Directions: Each entry shown below is to be reproduced exactly.

[[ Exercise materials open ]]

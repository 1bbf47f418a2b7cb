//! Pure codec between abstract port state and the packed register words.
//!
//! Every function here is total: out-of-range inputs are truncated by the
//! field mask, exactly as the hardware truncates them. Range validation
//! against a port's configured alternates is the caller's job and happens
//! before any encode.

use crate::regs::{limits, muxinfo, port};

/// Direction-control mode of one port.
#[derive(Debug, Clone, Copy, PartialEq, Eq, Hash)]
pub enum DirectionMode {
    /// Direction follows the hardware strap.
    Hardware,
    /// Direction follows the software direction bit.
    Software,
}

/// Direction value of a software-directed port.
#[derive(Debug, Clone, Copy, PartialEq, Eq, Hash)]
pub enum Direction {
    /// Port drives inward.
    In,
    /// Port drives outward.
    Out,
}

// ── Source select ────────────────────────────────────────────────────────────

/// Replace the source-select field, preserving every other bit.
#[must_use]
pub const fn encode_source(reg: u32, source: u32) -> u32 {
    (reg & !port::SRCSEL_MASK) | (source & port::SRCSEL_MASK)
}

/// Selected source index of a control register.
#[must_use]
pub const fn decode_source(reg: u32) -> u32 {
    reg & port::SRCSEL_MASK
}

// ── Direction control ────────────────────────────────────────────────────────

/// Set the direction-control mode bit, preserving every other bit.
#[must_use]
pub const fn encode_direction_mode(reg: u32, mode: DirectionMode) -> u32 {
    match mode {
        DirectionMode::Hardware => reg | port::DIREN,
        DirectionMode::Software => reg & !port::DIREN,
    }
}

/// Direction-control mode of a control register.
#[must_use]
pub const fn decode_direction_mode(reg: u32) -> DirectionMode {
    if reg & port::DIREN != 0 {
        DirectionMode::Hardware
    } else {
        DirectionMode::Software
    }
}

/// Set the software direction bit, preserving every other bit.
#[must_use]
pub const fn encode_direction(reg: u32, direction: Direction) -> u32 {
    match direction {
        Direction::Out => reg | port::DIRCTL,
        Direction::In => reg & !port::DIRCTL,
    }
}

/// Software direction value of a control register.
#[must_use]
pub const fn decode_direction(reg: u32) -> Direction {
    if reg & port::DIRCTL != 0 {
        Direction::Out
    } else {
        Direction::In
    }
}

// ── Short select ─────────────────────────────────────────────────────────────

/// Set the short-select bit, preserving every other bit.
#[must_use]
pub const fn encode_short_select(reg: u32, enabled: bool) -> u32 {
    if enabled {
        reg | port::SHORTSEL
    } else {
        reg & !port::SHORTSEL
    }
}

/// Short-select state of a control register.
#[must_use]
pub const fn decode_short_select(reg: u32) -> bool {
    reg & port::SHORTSEL != 0
}

// ── Capability register ──────────────────────────────────────────────────────

/// Raw capability fields of a MUXINFO word: `(alt_signal_limit, signal_count)`.
///
/// Values are as the hardware reports them; clamp with [`clamp_capability`]
/// before use.
#[must_use]
pub const fn decode_capability(muxinfo: u32) -> (u32, u32) {
    (
        (muxinfo >> muxinfo::ALT_LIMIT_SHIFT) & muxinfo::ALT_LIMIT_MASK,
        muxinfo & muxinfo::SIGNAL_COUNT_MASK,
    )
}

/// Pack capability fields into a MUXINFO word.
#[must_use]
pub const fn encode_capability(alt_signal_limit: u32, signal_count: u32) -> u32 {
    ((alt_signal_limit & muxinfo::ALT_LIMIT_MASK) << muxinfo::ALT_LIMIT_SHIFT)
        | (signal_count & muxinfo::SIGNAL_COUNT_MASK)
}

/// Clamp hardware-reported capability fields to the hard limits.
///
/// Silent truncation: the limits are headroom bounds, not an error surface.
#[must_use]
pub const fn clamp_capability(alt_signal_limit: u32, signal_count: u32) -> (u32, u32) {
    let alts = limits::SIGNAL_ALTS as u32;
    let signals = limits::SIGNALS as u32;
    (
        if alt_signal_limit > alts { alts } else { alt_signal_limit },
        if signal_count > signals { signals } else { signal_count },
    )
}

[[ Exercise materials closed ]]

Task solution:
repository 1bbf47f418a2b7cb
//! Pure codec between abstract port state and the packed register words.
//!
//! Every function here is total: out-of-range inputs are truncated by the
//! field mask, exactly as the hardware truncates them. Range validation
//! against a port's configured alternates is the caller's job and happens
//! before any encode.

use crate::regs::{limits, muxinfo, port};

/// Direction-control mode of one port.
#[derive(Debug, Clone, Copy, PartialEq, Eq, Hash)]
pub enum DirectionMode {
    /// Direction follows the hardware strap.
    Hardware,
    /// Direction follows the software direction bit.
    Software,
}

/// Direction value of a software-directed port.
#[derive(Debug, Clone, Copy, PartialEq, Eq, Hash)]
pub enum Direction {
    /// Port drives inward.
    In,
    /// Port drives outward.
    Out,
}

// ── Source select ────────────────────────────────────────────────────────────

/// Replace the source-select field, preserving every other bit.
#[must_use]
pub const fn encode_source(reg: u32, source: u32) -> u32 {
    (reg & !port::SRCSEL_MASK) | (source & port::SRCSEL_MASK)
}

/// Selected source index of a control register.
#[must_use]
pub const fn decode_source(reg: u32) -> u32 {
    reg & port::SRCSEL_MASK
}

// ── Direction control ────────────────────────────────────────────────────────

/// Set the direction-control mode bit, preserving every other bit.
#[must_use]
pub const fn encode_direction_mode(reg: u32, mode: DirectionMode) -> u32 {
    match mode {
        DirectionMode::Hardware => reg | port::DIREN,
        DirectionMode::Software => reg & !port::DIREN,
    }
}

/// Direction-control mode of a control register.
#[must_use]
pub const fn decode_direction_mode(reg: u32) -> DirectionMode {
    if reg & port::DIREN != 0 {
        DirectionMode::Hardware
    } else {
        DirectionMode::Software
    }
}

/// Set the software direction bit, preserving every other bit.
#[must_use]
pub const fn encode_direction(reg: u32, direction: Direction) -> u32 {
    match direction {
        Direction::Out => reg | port::DIRCTL,
        Direction::In => reg & !port::DIRCTL,
    }
}

/// Software direction value of a control register.
#[must_use]
pub const fn decode_direction(reg: u32) -> Direction {
    if reg & port::DIRCTL != 0 {
        Direction::Out
    } else {
        Direction::In
    }
}

// ── Short select ─────────────────────────────────────────────────────────────

/// Set the short-select bit, preserving every other bit.
#[must_use]
pub const fn encode_short_select(reg: u32, enabled: bool) -> u32 {
    if enabled {
        reg | port::SHORTSEL
    } else {
        reg & !port::SHORTSEL
    }
}

/// Short-select state of a control register.
#[must_use]
pub const fn decode_short_select(reg: u32) -> bool {
    reg & port::SHORTSEL != 0
}

// ── Capability register ──────────────────────────────────────────────────────

/// Raw capability fields of a MUXINFO word: `(alt_signal_limit, signal_count)`.
///
/// Values are as the hardware reports them; clamp with [`clamp_capability`]
/// before use.
#[must_use]
pub const fn decode_capability(muxinfo: u32) -> (u32, u32) {
    (
        (muxinfo >> muxinfo::ALT_LIMIT_SHIFT) & muxinfo::ALT_LIMIT_MASK,
        muxinfo & muxinfo::SIGNAL_COUNT_MASK,
    )
}

/// Pack capability fields into a MUXINFO word.
#[must_use]
pub const fn encode_capability(alt_signal_limit: u32, signal_count: u32) -> u32 {
    ((alt_signal_limit & muxinfo::ALT_LIMIT_MASK) << muxinfo::ALT_LIMIT_SHIFT)
        | (signal_count & muxinfo::SIGNAL_COUNT_MASK)
}

/// Clamp hardware-reported capability fields to the hard limits.
///
/// Silent truncation: the limits are headroom bounds, not an error surface.
#[must_use]
pub const fn clamp_capability(alt_signal_limit: u32, signal_count: u32) -> (u32, u32) {
    let alts = limits::SIGNAL_ALTS as u32;
    let signals = limits::SIGNALS as u32;
    (
        if alt_signal_limit > alts { alts } else { alt_signal_limit },
        if signal_count > signals { signals } else { signal_count },
    )
}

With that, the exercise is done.